(RECORDED INFORMATION Opens)

// ABOUTME: Unified error taxonomy for the authorization broker
// ABOUTME: Maps every failure kind to an HTTP status and an RFC 6749 wire code
//
// SPDX-License-Identifier: MIT OR Apache-2.0
// Copyright (c) 2025 Fiscus

use axum::http::StatusCode;
use axum::response::{IntoResponse, Response};
use axum::Json;
use serde::{Deserialize, Serialize};
use std::fmt;
use thiserror::Error;

/// Failure kinds the broker can surface.
///
/// Each kind carries a fixed HTTP status and a fixed OAuth 2.0 wire code so
/// that no handler can leak more detail than the taxonomy allows.
#[derive(Debug, Clone, Copy, PartialEq, Eq, Serialize, Deserialize)]
pub enum ErrorKind {
    // Request validation
    #[serde(rename = "INVALID_REQUEST")]
    InvalidRequest,
    #[serde(rename = "INVALID_CLIENT")]
    InvalidClient,
    #[serde(rename = "INVALID_REDIRECT_URI")]
    InvalidRedirectUri,
    #[serde(rename = "UNSUPPORTED_GRANT_TYPE")]
    UnsupportedGrantType,

    // Signed state
    #[serde(rename = "INVALID_STATE")]
    InvalidState,
    #[serde(rename = "EXPIRED_STATE")]
    ExpiredState,

    // Authorization codes and PKCE
    #[serde(rename = "INVALID_GRANT")]
    InvalidGrant,
    #[serde(rename = "EXPIRED_GRANT")]
    ExpiredGrant,
    #[serde(rename = "INVALID_CODE_VERIFIER")]
    InvalidCodeVerifier,
    #[serde(rename = "UNSUPPORTED_CHALLENGE_METHOD")]
    UnsupportedChallengeMethod,

    // Refresh tokens
    #[serde(rename = "INVALID_REFRESH_TOKEN")]
    InvalidRefreshToken,
    #[serde(rename = "EXPIRED_REFRESH_TOKEN")]
    ExpiredRefreshToken,

    // Bearer-token validation
    #[serde(rename = "NO_TOKEN_PROVIDED")]
    NoTokenProvided,
    #[serde(rename = "INVALID_TOKEN")]
    InvalidToken,
    #[serde(rename = "INVALID_AUDIENCE")]
    InvalidAudience,

    // Pending approval requests
    #[serde(rename = "REQUEST_NOT_FOUND")]
    RequestNotFound,
    #[serde(rename = "REQUEST_EXPIRED")]
    RequestExpired,
    #[serde(rename = "REQUEST_ALREADY_PROCESSED")]
    RequestAlreadyProcessed,

    // Collaborators
    #[serde(rename = "UPSTREAM_UNAVAILABLE")]
    UpstreamUnavailable,
    #[serde(rename = "REGISTRATION_FAILED")]
    RegistrationFailed,
    #[serde(rename = "STORAGE_ERROR")]
    Storage,
    #[serde(rename = "INTERNAL_ERROR")]
    Internal,
}

impl ErrorKind {
    /// HTTP status this kind surfaces as.
    #[must_use]
    pub const fn http_status(self) -> StatusCode {
        match self {
            Self::InvalidRequest
            | Self::InvalidRedirectUri
            | Self::UnsupportedGrantType
            | Self::InvalidState
            | Self::ExpiredState
            | Self::InvalidGrant
            | Self::ExpiredGrant
            | Self::InvalidCodeVerifier
            | Self::UnsupportedChallengeMethod
            | Self::InvalidRefreshToken
            | Self::ExpiredRefreshToken
            | Self::RequestExpired => StatusCode::BAD_REQUEST,

            Self::InvalidClient | Self::NoTokenProvided | Self::InvalidToken => {
                StatusCode::UNAUTHORIZED
            }

            Self::InvalidAudience => StatusCode::FORBIDDEN,
            Self::RequestNotFound => StatusCode::NOT_FOUND,
            Self::RequestAlreadyProcessed => StatusCode::CONFLICT,
            Self::UpstreamUnavailable => StatusCode::BAD_GATEWAY,

            Self::RegistrationFailed | Self::Storage | Self::Internal => {
                StatusCode::INTERNAL_SERVER_ERROR
            }
        }
    }

    /// OAuth 2.0 error code used on the wire (RFC 6749 §5.2, RFC 6750 §3.1).
    #[must_use]
    pub const fn wire_code(self) -> &'static str {
        match self {
            Self::InvalidRequest
            | Self::InvalidRedirectUri
            | Self::InvalidState
            | Self::ExpiredState
            | Self::UnsupportedChallengeMethod
            | Self::RequestNotFound
            | Self::RequestExpired
            | Self::RequestAlreadyProcessed => "invalid_request",

            Self::InvalidClient => "invalid_client",

            Self::InvalidGrant
            | Self::ExpiredGrant
            | Self::InvalidCodeVerifier
            | Self::InvalidRefreshToken
            | Self::ExpiredRefreshToken => "invalid_grant",

            Self::UnsupportedGrantType => "unsupported_grant_type",

            Self::NoTokenProvided | Self::InvalidToken | Self::InvalidAudience => "invalid_token",

            Self::UpstreamUnavailable => "temporarily_unavailable",

            Self::RegistrationFailed | Self::Storage | Self::Internal => "server_error",
        }
    }
}

/// Unified error type for broker operations.
#[derive(Debug, Error)]
pub struct BrokerError {
    /// Taxonomy kind
    pub kind: ErrorKind,
    /// Human-readable message (safe for clients; never includes token material)
    pub message: String,
    /// Source error for chaining
    #[source]
    pub source: Option<Box<dyn std::error::Error + Send + Sync>>,
}

impl BrokerError {
    pub fn new(kind: ErrorKind, message: impl Into<String>) -> Self {
        Self {
            kind,
            message: message.into(),
            source: None,
        }
    }

    /// Attach a source error for chaining.
    #[must_use]
    pub fn with_source(mut self, source: impl std::error::Error + Send + Sync + 'static) -> Self {
        self.source = Some(Box::new(source));
        self
    }

    pub fn invalid_request(message: impl Into<String>) -> Self {
        Self::new(ErrorKind::InvalidRequest, message)
    }

    pub fn invalid_client(message: impl Into<String>) -> Self {
        Self::new(ErrorKind::InvalidClient, message)
    }

    pub fn invalid_redirect_uri(message: impl Into<String>) -> Self {
        Self::new(ErrorKind::InvalidRedirectUri, message)
    }

    pub fn invalid_grant(message: impl Into<String>) -> Self {
        Self::new(ErrorKind::InvalidGrant, message)
    }

    pub fn invalid_token(message: impl Into<String>) -> Self {
        Self::new(ErrorKind::InvalidToken, message)
    }

    pub fn invalid_audience(message: impl Into<String>) -> Self {
        Self::new(ErrorKind::InvalidAudience, message)
    }

    pub fn upstream_unavailable(message: impl Into<String>) -> Self {
        Self::new(ErrorKind::UpstreamUnavailable, message)
    }

    pub fn storage(message: impl Into<String>) -> Self {
        Self::new(ErrorKind::Storage, message)
    }

    pub fn internal(message: impl Into<String>) -> Self {
        Self::new(ErrorKind::Internal, message)
    }

    /// HTTP status for this error.
    #[must_use]
    pub fn http_status(&self) -> StatusCode {
        self.kind.http_status()
    }
}

impl fmt::Display for BrokerError {
    fn fmt(&self, f: &mut fmt::Formatter<'_>) -> fmt::Result {
        write!(f, "{}: {}", self.kind.wire_code(), self.message)
    }
}

impl From<sqlx::Error> for BrokerError {
    fn from(error: sqlx::Error) -> Self {
        Self::new(ErrorKind::Storage, "database operation failed").with_source(error)
    }
}

/// Result type alias for broker operations.
pub type BrokerResult<T> = Result<T, BrokerError>;

/// OAuth 2.0 error response body (RFC 6749 §5.2).
#[derive(Debug, Serialize, Deserialize)]
pub struct OAuthErrorResponse {
    /// Wire error code
    pub error: String,
    /// Human-readable description
    #[serde(skip_serializing_if = "Option::is_none")]
    pub error_description: Option<String>,
}

impl From<&BrokerError> for OAuthErrorResponse {
    fn from(error: &BrokerError) -> Self {
        Self {
            error: error.kind.wire_code().to_owned(),
            error_description: Some(error.message.clone()),
        }
    }
}

impl IntoResponse for BrokerError {
    fn into_response(self) -> Response {
        let status = self.http_status();
        if status.is_server_error() {
            tracing::error!(kind = ?self.kind, error = %self, "broker operation failed");
        }
        let body = OAuthErrorResponse::from(&self);
        (status, Json(body)).into_response()
    }
}
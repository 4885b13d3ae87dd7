// ABOUTME: HTTP client for the optional upstream identity provider
// ABOUTME: Authorize-URL construction, code exchange, profile fetch, and token re-validation
//
// SPDX-License-Identifier: MIT OR Apache-2.0
// Copyright (c) 2025 Fiscus

use crate::config::UpstreamIdpConfig;
use crate::errors::{BrokerError, BrokerResult};
use crate::models::Principal;
use serde::Deserialize;

/// Token response from the provider's token endpoint.
#[derive(Debug, Deserialize)]
struct UpstreamTokenResponse {
    access_token: String,
}

/// Client for the configured upstream identity provider.
pub struct UpstreamProvider {
    config: UpstreamIdpConfig,
    client: reqwest::Client,
}

impl UpstreamProvider {
    /// Build a provider client with the configured request timeout.
    ///
    /// # Errors
    /// Fails with `Internal` if the HTTP client cannot be constructed.
    pub fn new(config: UpstreamIdpConfig) -> BrokerResult<Self> {
        let client = reqwest::Client::builder()
            .timeout(config.request_timeout)
            .build()
            .map_err(|e| BrokerError::internal("failed to build upstream HTTP client").with_source(e))?;

        Ok(Self { config, client })
    }

    #[must_use]
    pub fn provider_name(&self) -> &str {
        &self.config.provider_name
    }

    /// Authorization URL the user agent is redirected to, carrying our
    /// signed state.
    #[must_use]
    pub fn build_authorize_url(&self, callback_url: &str, state: &str) -> String {
        format!(
            "{}?client_id={}&redirect_uri={}&scope={}&state={}&response_type=code",
            self.config.authorize_url,
            urlencoding::encode(&self.config.client_id),
            urlencoding::encode(callback_url),
            urlencoding::encode(&self.config.scope),
            urlencoding::encode(state),
        )
    }

    /// Exchange an authorization code for a provider access token.
    ///
    /// # Errors
    /// Fails with `InvalidGrant` when the provider rejects the code and
    /// `UpstreamUnavailable` on network failures or provider 5xx.
    pub async fn exchange_code(&self, code: &str, callback_url: &str) -> BrokerResult<String> {
        let response = self
            .client
            .post(&self.config.token_url)
            .header("Accept", "application/json")
            .form(&[
                ("grant_type", "authorization_code"),
                ("client_id", self.config.client_id.as_str()),
                ("client_secret", self.config.client_secret.as_str()),
                ("code", code),
                ("redirect_uri", callback_url),
            ])
            .send()
            .await
            .map_err(|e| {
                BrokerError::upstream_unavailable("identity provider did not respond")
                    .with_source(e)
            })?;

        let status = response.status();
        if status.is_client_error() {
            return Err(BrokerError::invalid_grant(
                "identity provider rejected the authorization code",
            ));
        }
        if !status.is_success() {
            return Err(BrokerError::upstream_unavailable(format!(
                "identity provider token endpoint returned {status}"
            )));
        }

        let body: UpstreamTokenResponse = response.json().await.map_err(|e| {
            BrokerError::upstream_unavailable("identity provider returned an unreadable token response")
                .with_source(e)
        })?;

        Ok(body.access_token)
    }

    /// Fetch the profile behind a provider access token and map it to a
    /// principal.
    ///
    /// # Errors
    /// Fails with `InvalidGrant` when the provider rejects the token and
    /// `UpstreamUnavailable` on network failures or provider 5xx.
    pub async fn fetch_profile(&self, upstream_token: &str) -> BrokerResult<Principal> {
        let response = self
            .client
            .get(&self.config.profile_url)
            .header("Accept", "application/json")
            .bearer_auth(upstream_token)
            .send()
            .await
            .map_err(|e| {
                BrokerError::upstream_unavailable("identity provider did not respond")
                    .with_source(e)
            })?;

        let status = response.status();
        if status.is_client_error() {
            return Err(BrokerError::invalid_grant(
                "identity provider rejected the access token",
            ));
        }
        if !status.is_success() {
            return Err(BrokerError::upstream_unavailable(format!(
                "identity provider profile endpoint returned {status}"
            )));
        }

        let profile: serde_json::Value = response.json().await.map_err(|e| {
            BrokerError::upstream_unavailable("identity provider returned an unreadable profile")
                .with_source(e)
        })?;

        Ok(principal_from_profile(&profile, &self.config.provider_name))
    }

    /// Re-validate a previously issued provider token by fetching the
    /// profile it protects.
    ///
    /// # Errors
    /// Same mapping as `fetch_profile`: rejected token surfaces as
    /// `InvalidGrant`, provider trouble as `UpstreamUnavailable`.
    pub async fn validate_token(&self, upstream_token: &str) -> BrokerResult<()> {
        self.fetch_profile(upstream_token).await.map(|_| ())
    }
}

/// Map a provider profile document onto a principal.
///
/// Field names cover the common providers: `id`/`sub` for the subject,
/// `login`/`preferred_username` for the handle, `name` for display.
fn principal_from_profile(profile: &serde_json::Value, provider: &str) -> Principal {
    let id = profile
        .get("id")
        .map(value_to_string)
        .or_else(|| profile.get("sub").map(value_to_string))
        .unwrap_or_else(|| "unknown".to_owned());

    let handle = profile
        .get("login")
        .or_else(|| profile.get("preferred_username"))
        .and_then(serde_json::Value::as_str)
        .map(str::to_owned);

    let display_name = profile
        .get("name")
        .and_then(serde_json::Value::as_str)
        .map(str::to_owned);

    Principal {
        id,
        handle,
        display_name,
        roles: Vec::new(),
        provider: provider.to_owned(),
        profile: profile.clone(),
    }
}

fn value_to_string(value: &serde_json::Value) -> String {
    match value {
        serde_json::Value::String(s) => s.clone(),
        other => other.to_string(),
    }
}

#[cfg(test)]
mod tests {
    use super::*;
    use crate::config::UpstreamIdpConfig;
    use std::time::Duration;

    fn config() -> UpstreamIdpConfig {
        UpstreamIdpConfig {
            provider_name: "github".into(),
            client_id: "broker-id".into(),
            client_secret: "broker-secret".into(),
            authorize_url: "https://idp.example/login/oauth/authorize".into(),
            token_url: "https://idp.example/login/oauth/access_token".into(),
            profile_url: "https://idp.example/user".into(),
            scope: "read:user".into(),
            request_timeout: Duration::from_secs(10),
        }
    }

    #[test]
    fn test_authorize_url_encodes_parameters() {
        let provider = UpstreamProvider::new(config()).unwrap();
        let url = provider.build_authorize_url("https://broker.example/oauth/callback", "st.sig");

        assert!(url.starts_with("https://idp.example/login/oauth/authorize?"));
        assert!(url.contains("client_id=broker-id"));
        assert!(url.contains("redirect_uri=https%3A%2F%2Fbroker.example%2Foauth%2Fcallback"));
        assert!(url.contains("scope=read%3Auser"));
        assert!(url.contains("state=st.sig"));
        assert!(url.contains("response_type=code"));
    }

    #[test]
    fn test_principal_from_github_style_profile() {
        let profile = serde_json::json!({
            "id": 12345,
            "login": "octocat",
            "name": "Octo Cat"
        });

        let principal = principal_from_profile(&profile, "github");
        assert_eq!(principal.id, "12345");
        assert_eq!(principal.handle.as_deref(), Some("octocat"));
        assert_eq!(principal.display_name.as_deref(), Some("Octo Cat"));
        assert_eq!(principal.provider, "github");
    }

    #[test]
    fn test_principal_from_oidc_style_profile() {
        let profile = serde_json::json!({
            "sub": "user-789",
            "preferred_username": "jdoe",
            "name": "J. Doe"
        });

        let principal = principal_from_profile(&profile, "oidc");
        assert_eq!(principal.id, "user-789");
        assert_eq!(principal.handle.as_deref(), Some("jdoe"));
    }

    #[test]
    fn test_principal_from_sparse_profile() {
        let profile = serde_json::json!({});
        let principal = principal_from_profile(&profile, "oidc");
        assert_eq!(principal.id, "unknown");
        assert!(principal.handle.is_none());
    }
}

(RECORDED INFORMATION Closes)

REQUIREMENT - Look above for the line with "provider's token endpoint." and the line with "the code and". Write out those two lines and all the lines between them, exactly, and no others.

YOUR RESPONSE -
/// Token response from the provider's token endpoint.
#[derive(Debug, Deserialize)]
struct UpstreamTokenResponse {
    access_token: String,
}

/// Client for the configured upstream identity provider.
pub struct UpstreamProvider {
    config: UpstreamIdpConfig,
    client: reqwest::Client,
}

impl UpstreamProvider {
    /// Build a provider client with the configured request timeout.
    ///
    /// # Errors
    /// Fails with `Internal` if the HTTP client cannot be constructed.
    pub fn new(config: UpstreamIdpConfig) -> BrokerResult<Self> {
        let client = reqwest::Client::builder()
            .timeout(config.request_timeout)
            .build()
            .map_err(|e| BrokerError::internal("failed to build upstream HTTP client").with_source(e))?;

        Ok(Self { config, client })
    }

    #[must_use]
    pub fn provider_name(&self) -> &str {
        &self.config.provider_name
    }

    /// Authorization URL the user agent is redirected to, carrying our
    /// signed state.
    #[must_use]
    pub fn build_authorize_url(&self, callback_url: &str, state: &str) -> String {
        format!(
            "{}?client_id={}&redirect_uri={}&scope={}&state={}&response_type=code",
            self.config.authorize_url,
            urlencoding::encode(&self.config.client_id),
            urlencoding::encode(callback_url),
            urlencoding::encode(&self.config.scope),
            urlencoding::encode(state),
        )
    }

    /// Exchange an authorization code for a provider access token.
    ///
    /// # Errors
    /// Fails with `InvalidGrant` when the provider rejects the code and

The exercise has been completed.